→ Task item
Reproduce the opening lines of the records exactly, up to and including the line in which "own typed options" occurs.

→ Provided material
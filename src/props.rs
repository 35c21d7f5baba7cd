//! Options structs for insert/remove/traverse (spec §6.1).
//!
//! The source passes a single loosely-typed `props` object with optional
//! callback fields through every operation. Here each operation gets its
//! own typed options struct whose callback fields are `Option<Box<dyn
//! FnMut(...)>>`, matching the "model as an options struct whose fields are
//! typed function references" guidance in spec §9.
use std::rc::Rc;

use crate::node::InnerNode;
use crate::value::IntervalValue;

/// The filler installed in a slot once its contents are gone: either
/// "not yet fetched" or "known to be empty". Outside `local_only` trees,
/// `remove` defaults to `Unloaded`; `local_only` trees only ever use
/// `Empty` (they have no notion of unloaded data).
#[derive(Debug, Clone, Copy, PartialEq, Eq)]
pub enum Filler {
    Unloaded,
    Empty,
}

/// Options for `IntervalTree::insert`.
pub struct InsertProps<V: IntervalValue> {
    /// When `false` (the default), a new batch of entries at a given start
    /// coordinate *replaces* the bin's `start_list`. When `true`, entries are
    /// merged in, with `allow_duplicates` controlling whether
    /// structurally-equal entries are kept or suppressed.
    pub add_new: bool,
    pub allow_duplicates: bool,
    /// Seed continued-list for a multi-range insert that starts mid-stream.
    pub continued_list: Vec<Rc<V>>,
    pub data_callback: Option<Box<dyn FnMut(&Rc<V>)>>,
}

impl<V: IntervalValue> Default for InsertProps<V> {
    fn default() -> Self {
        Self {
            add_new: false,
            allow_duplicates: false,
            continued_list: Vec::new(),
            data_callback: None,
        }
    }
}

/// Options for `IntervalTree::remove`.
pub struct RemoveProps<V: IntervalValue> {
    /// Remove by value-equality (`equal_to`) rather than by start
    /// coordinate alone.
    pub exact_match: bool,
    pub convert_to: Option<Filler>,
    pub data_callback: Option<Box<dyn FnMut(&Rc<V>)>>,
}

impl<V: IntervalValue> Default for RemoveProps<V> {
    fn default() -> Self {
        Self {
            exact_match: false,
            convert_to: None,
            data_callback: None,
        }
    }
}

/// Options for `IntervalTree::traverse`.
pub struct TraverseProps<V: IntervalValue> {
    pub data_callback: Option<Box<dyn FnMut(&Rc<V>) -> bool>>,
    pub data_filter: Option<Box<dyn FnMut(&Rc<V>) -> bool>>,
    pub node_callback: Option<Box<dyn FnMut(&InnerNode<V>) -> bool>>,
    pub node_filter: Option<Box<dyn FnMut(&InnerNode<V>) -> bool>>,
    /// When both a node callback and a data callback fire for the same
    /// subtree, `both_calls` decides whether firing the node callback
    /// suppresses the data callback (the default, `false`: node callback
    /// wins and data callback is skipped for that subtree).
    pub both_calls: bool,
    /// Permit descending through `Unloaded` slots instead of raising
    /// `DataNotReady`.
    pub allow_null: bool,
    pub break_on_false: bool,
    /// Suppress the wither generation advance this traversal would
    /// otherwise trigger.
    pub do_not_wither: bool,
}

impl<V: IntervalValue> Default for TraverseProps<V> {
    fn default() -> Self {
        Self {
            data_callback: None,
            data_filter: None,
            node_callback: None,
            node_filter: None,
            both_calls: false,
            allow_null: false,
            break_on_false: false,
            do_not_wither: false,
        }
    }
}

→ Written solution
filename src/props.rs
repository 35c21d7f5baba7cd
//! Options structs for insert/remove/traverse (spec §6.1).
//!
//! The source passes a single loosely-typed `props` object with optional
//! callback fields through every operation. Here each operation gets its
//! own typed options struct whose callback fields are `Option<Box<dyn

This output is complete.